In both nursing and in chaplaincy and in life it is important to keep the needs of others in proper perspective. It is impossible to be a source of comfort and meaningful help to others if you let yourself be overcome by the tough times they are going through. Sometimes I found it hard to maintain that empathy balance. My husband’s law partner’s wife was a patient at Georgetown during my tenure. They had four young children and she was dying of pancreatic cancer. She and I were very good friends. I had a hard time being a meaningful source of comfort to her family.
I was working at Georgetown on January 28, 1986 when the space shuttle Challenger broke apart just shortly after take off. That morning was particularly busy for me. When I was moving between floors sometimes I took the stairs , sometimes the elevator. This was an elevator day. I pressed the buzzer and waited. When the elevator doors opened I heard the sound of crying. When I got on the elevator – everyone was crying – some softly, some loudly. The person next to me, realizing my confusion, whispered -” It is the space shuttle Challenger – it has crashed – there are no survivors”. I also cried.
It was in an earlier blog that I spoke of my friendship with Sister Jean . She was a fellow chaplain at Georgetown. Her softness, her kindness, her unassuming manner were her trademarks. When I left Georgetown we maintained our friendship. When she died I was devastated but comforted by the standing room only crowd at her funeral. The professional staff and housekeeping were all equally represented.
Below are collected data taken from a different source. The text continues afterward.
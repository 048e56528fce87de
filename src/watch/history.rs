//! Reading history and display bands for the watch client

use chrono::{DateTime, Local};
use std::collections::VecDeque;
use std::fmt;

use crate::reading::Reading;

/// Number of readings kept by default
pub const DEFAULT_HISTORY_LEN: usize = 20;

/// A reading with the local time it arrived
#[derive(Debug, Clone, PartialEq)]
pub struct HistoryEntry {
    pub received_at: DateTime<Local>,
    pub reading: Reading,
}

impl HistoryEntry {
    /// Table cells: time, temperature, humidity, unit name
    pub fn row(&self) -> [String; 4] {
        [
            self.received_at.format("%H:%M:%S").to_string(),
            format!("{:.1}{}", self.reading.temperature, self.reading.unit),
            format!("{:.1}%", self.reading.humidity),
            self.reading.unit.name().to_string(),
        ]
    }
}

/// Bounded, newest-first reading history
#[derive(Debug, Clone)]
pub struct ReadingHistory {
    entries: VecDeque<HistoryEntry>,
    capacity: usize,
}

impl ReadingHistory {
    pub fn new(capacity: usize) -> Self {
        let capacity = capacity.max(1);
        Self {
            entries: VecDeque::with_capacity(capacity),
            capacity,
        }
    }

    /// Record a reading, evicting the oldest once full
    pub fn push(&mut self, reading: Reading, received_at: DateTime<Local>) -> &HistoryEntry {
        self.entries.push_front(HistoryEntry {
            received_at,
            reading,
        });
        self.entries.truncate(self.capacity);
        &self.entries[0]
    }

    /// Most recent reading
    pub fn latest(&self) -> Option<&HistoryEntry> {
        self.entries.front()
    }

    /// Newest first
    pub fn iter(&self) -> impl Iterator<Item = &HistoryEntry> {
        self.entries.iter()
    }

    pub fn len(&self) -> usize {
        self.entries.len()
    }

    pub fn is_empty(&self) -> bool {
        self.entries.is_empty()
    }

    pub fn capacity(&self) -> usize {
        self.capacity
    }
}

impl Default for ReadingHistory {
    fn default() -> Self {
        Self::new(DEFAULT_HISTORY_LEN)
    }
}

/// Temperature comfort band
#[derive(Debug, Clone, Copy, PartialEq, Eq)]
pub enum TemperatureBand {
    Cold,
    Comfortable,
    Hot,
}

impl TemperatureBand {
    /// Above 25 is hot, below 15 is cold
    pub fn classify(temperature: f64) -> Self {
        if temperature > 25.0 {
            TemperatureBand::Hot
        } else if temperature < 15.0 {
            TemperatureBand::Cold
        } else {
            TemperatureBand::Comfortable
        }
    }
}

impl fmt::Display for TemperatureBand {
    fn fmt(&self, f: &mut fmt::Formatter<'_>) -> fmt::Result {
        f.pad(match self {
            TemperatureBand::Cold => "cold",
            TemperatureBand::Comfortable => "comfortable",
            TemperatureBand::Hot => "hot",
        })
    }
}

/// Humidity band
#[derive(Debug, Clone, Copy, PartialEq, Eq)]
pub enum HumidityBand {
    Dry,
    Normal,
    Humid,
}

impl HumidityBand {
    /// Above 70 is humid, below 30 is dry
    pub fn classify(humidity: f64) -> Self {
        if humidity > 70.0 {
            HumidityBand::Humid
        } else if humidity < 30.0 {
            HumidityBand::Dry
        } else {
            HumidityBand::Normal
        }
    }
}

impl fmt::Display for HumidityBand {
    fn fmt(&self, f: &mut fmt::Formatter<'_>) -> fmt::Result {
        f.pad(match self {
            HumidityBand::Dry => "dry",
            HumidityBand::Normal => "normal",
            HumidityBand::Humid => "humid",
        })
    }
}

#[cfg(test)]
mod tests {
    use super::*;
    use crate::reading::Unit;

    fn reading(temperature: f64) -> Reading {
        Reading::new(temperature, 50.0, Unit::Celsius)
    }

    #[test]
    fn test_history_is_bounded_newest_first() {
        let mut history = ReadingHistory::default();
        for i in 0..25 {
            history.push(reading(i as f64), Local::now());
        }

        assert_eq!(history.len(), DEFAULT_HISTORY_LEN);
        assert_eq!(history.latest().unwrap().reading.temperature, 24.0);
        let temps: Vec<f64> = history.iter().map(|e| e.reading.temperature).collect();
        assert_eq!(temps.first(), Some(&24.0));
        assert_eq!(temps.last(), Some(&5.0));
    }

    #[test]
    fn test_zero_capacity_keeps_one() {
        let mut history = ReadingHistory::new(0);
        history.push(reading(1.0), Local::now());
        history.push(reading(2.0), Local::now());
        assert_eq!(history.len(), 1);
        assert_eq!(history.capacity(), 1);
    }

    #[test]
    fn test_row_format() {
        let mut history = ReadingHistory::default();
        let entry = history.push(Reading::new(21.56, 48.0, Unit::Fahrenheit), Local::now());
        let row = entry.row();
        assert_eq!(row[1], "21.6°F");
        assert_eq!(row[2], "48.0%");
        assert_eq!(row[3], "Fahrenheit");
    }

    #[test]
    fn test_bands() {
        assert_eq!(TemperatureBand::classify(25.5), TemperatureBand::Hot);
        assert_eq!(TemperatureBand::classify(25.0), TemperatureBand::Comfortable);
        assert_eq!(TemperatureBand::classify(14.9), TemperatureBand::Cold);
        assert_eq!(HumidityBand::classify(71.0), HumidityBand::Humid);
        assert_eq!(HumidityBand::classify(30.0), HumidityBand::Normal);
        assert_eq!(HumidityBand::classify(10.0), HumidityBand::Dry);
    }
}
//! Logging setup
//!
//! `RUST_LOG` takes precedence; otherwise the configured level applies to
//! this crate and HTTP tracing stays at info.

use tracing_subscriber::{layer::SubscriberExt, util::SubscriberInitExt, EnvFilter};

use crate::config::LoggingConfig;

/// Log output format
#[derive(Debug, Clone, Copy, PartialEq, Eq)]
pub enum LogFormat {
    Pretty,
    Json,
}

impl LogFormat {
    /// Unknown values fall back to pretty
    pub fn from_config(format: &str) -> Self {
        if format.trim().eq_ignore_ascii_case("json") {
            LogFormat::Json
        } else {
            LogFormat::Pretty
        }
    }
}

/// Filter used when `RUST_LOG` is not set
pub fn default_filter(level: &str) -> String {
    format!("sensor_bridge={},tower_http=info", level.trim().to_lowercase())
}

/// Install the global subscriber
///
/// Calling it twice is harmless; the second call is ignored.
pub fn init(config: &LoggingConfig) {
    let filter = EnvFilter::try_from_default_env()
        .or_else(|_| EnvFilter::try_new(default_filter(&config.level)))
        .unwrap_or_else(|_| EnvFilter::new("sensor_bridge=info"));

    let registry = tracing_subscriber::registry().with(filter);
    let result = match LogFormat::from_config(&config.format) {
        LogFormat::Json => registry.with(tracing_subscriber::fmt::layer().json()).try_init(),
        LogFormat::Pretty => registry.with(tracing_subscriber::fmt::layer()).try_init(),
    };

    if result.is_err() {
        tracing::debug!("Global tracing subscriber already installed");
    }
}

#[cfg(test)]
mod tests {
    use super::*;

    #[test]
    fn test_log_format() {
        assert_eq!(LogFormat::from_config("json"), LogFormat::Json);
        assert_eq!(LogFormat::from_config(" JSON "), LogFormat::Json);
        assert_eq!(LogFormat::from_config("pretty"), LogFormat::Pretty);
        assert_eq!(LogFormat::from_config("xml"), LogFormat::Pretty);
    }

    #[test]
    fn test_default_filter() {
        assert_eq!(default_filter("DEBUG"), "sensor_bridge=debug,tower_http=info");
    }

    #[test]
    fn test_init_twice() {
        let config = LoggingConfig::default();
        init(&config);
        init(&config);
    }
}
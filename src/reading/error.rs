//! Reading decode errors

use thiserror::Error;

/// Errors raised while decoding a broker payload into a `Reading`
#[derive(Error, Debug)]
pub enum DecodeError {
    /// Payload is not well-formed JSON (truncated, invalid UTF-8, ...)
    #[error("Malformed payload: {0}")]
    Malformed(#[from] serde_json::Error),

    /// Payload is valid JSON but not an object
    #[error("Payload is a JSON {0}, expected an object")]
    NotAnObject(&'static str),
}

/// Result type alias for decode operations
pub type DecodeResult<T> = Result<T, DecodeError>;

#[cfg(test)]
mod tests {
    use super::*;

    #[test]
    fn test_error_display() {
        let err = DecodeError::NotAnObject("array");
        assert_eq!(err.to_string(), "Payload is a JSON array, expected an object");
    }

    #[test]
    fn test_json_error_conversion() {
        let json_err = serde_json::from_str::<serde_json::Value>("{\"temp\":").unwrap_err();
        let err: DecodeError = json_err.into();
        assert!(matches!(err, DecodeError::Malformed(_)));
    }
}
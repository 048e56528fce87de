//! Sensor Bridge Watch
//!
//! Terminal viewer for the bridge's reading stream.

use chrono::Local;
use clap::{Parser, ValueEnum};
use sensor_bridge::watch::{
    HumidityBand, ReadingHistory, TemperatureBand, WatchClient, WatchEvent, DEFAULT_HISTORY_LEN,
};
use sensor_bridge::{logging, Command, LoggingConfig, Unit};
use std::ops::ControlFlow;
use std::time::Duration;

#[derive(Parser)]
#[command(name = "sensor-bridge-watch")]
#[command(version = env!("CARGO_PKG_VERSION"))]
#[command(about = "Watch live sensor readings from a running bridge")]
struct Cli {
    /// Bridge WebSocket URL
    #[arg(long, default_value = "ws://localhost:3001")]
    url: String,

    /// Ask the sensor to switch units after connecting
    #[arg(short, long, value_enum)]
    unit: Option<UnitArg>,

    /// Exit after this many readings
    #[arg(short = 'n', long)]
    count: Option<usize>,

    /// Readings kept for the summary table
    #[arg(long, default_value_t = DEFAULT_HISTORY_LEN)]
    history: usize,

    /// Seconds between reconnect attempts
    #[arg(long, default_value = "3")]
    reconnect: u64,

    /// Output format (table, json)
    #[arg(short, long, default_value = "table")]
    format: String,
}

#[derive(Clone, Copy, ValueEnum)]
enum UnitArg {
    C,
    F,
}

impl From<UnitArg> for Unit {
    fn from(arg: UnitArg) -> Self {
        match arg {
            UnitArg::C => Unit::Celsius,
            UnitArg::F => Unit::Fahrenheit,
        }
    }
}

#[tokio::main]
async fn main() -> anyhow::Result<()> {
    let cli = Cli::parse();

    logging::init(&LoggingConfig {
        level: "warn".to_string(),
        ..LoggingConfig::default()
    });

    let mut client =
        WatchClient::new(cli.url.clone()).reconnect_delay(Duration::from_secs(cli.reconnect));
    if let Some(unit) = cli.unit {
        client = client.command(Command::set_unit(unit.into()));
    }

    let json = cli.format == "json";
    let mut history = ReadingHistory::new(cli.history);
    let mut seen = 0usize;

    client
        .run(|event| {
            match event {
                WatchEvent::Connected { message } => {
                    if !json {
                        println!("🔌 {} ({})", message, cli.url);
                    }
                }
                WatchEvent::Reading(reading) => {
                    let entry = history.push(reading, Local::now());
                    if json {
                        match serde_json::to_string(&entry.reading) {
                            Ok(line) => println!("{}", line),
                            Err(e) => eprintln!("Failed to encode reading: {}", e),
                        }
                    } else {
                        let [time, temperature, humidity, _] = entry.row();
                        println!(
                            "{}  {:>8}  {:>6}  {:<11} {:<7}{}",
                            time,
                            temperature,
                            humidity,
                            TemperatureBand::classify(reading.temperature),
                            HumidityBand::classify(reading.humidity),
                            if reading.simulation { " (simulated)" } else { "" }
                        );
                    }
                    seen += 1;
                    if cli.count.is_some_and(|limit| seen >= limit) {
                        return ControlFlow::Break(());
                    }
                }
                WatchEvent::Disconnected { reason } => {
                    eprintln!(
                        "Disconnected: {}. Reconnecting in {}s...",
                        reason, cli.reconnect
                    );
                }
            }
            ControlFlow::Continue(())
        })
        .await;

    if !json && !history.is_empty() {
        print_summary(&history);
    }
    Ok(())
}

fn print_summary(history: &ReadingHistory) {
    println!();
    println!("Last {} readings (newest first):", history.len());
    println!("{:<10} {:>8} {:>6}  {}", "TIME", "TEMP", "HUM", "UNIT");
    println!("{}", "-".repeat(40));
    for entry in history.iter() {
        let [time, temperature, humidity, unit] = entry.row();
        println!("{:<10} {:>8} {:>6}  {}", time, temperature, humidity, unit);
    }
}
Jean had touched many lives!!!
In my last days at Georgetown I reflected on how grateful I was for my time there but realistic that I just could not cope with the mandate to work evenings and nights. I would take away with me many learnings. I had seen first hand the courage of those facing death; the fears of those facing death; the resilience of those on losing a loved one. I prayed that I had been some source of comfort to those who had allowed me to share in their most vulnerable moments.
It is important in all stages of life to be honest about our individual capabilities. I had come to know so many wonderful people – both staff and patients – but it was time for me to move on.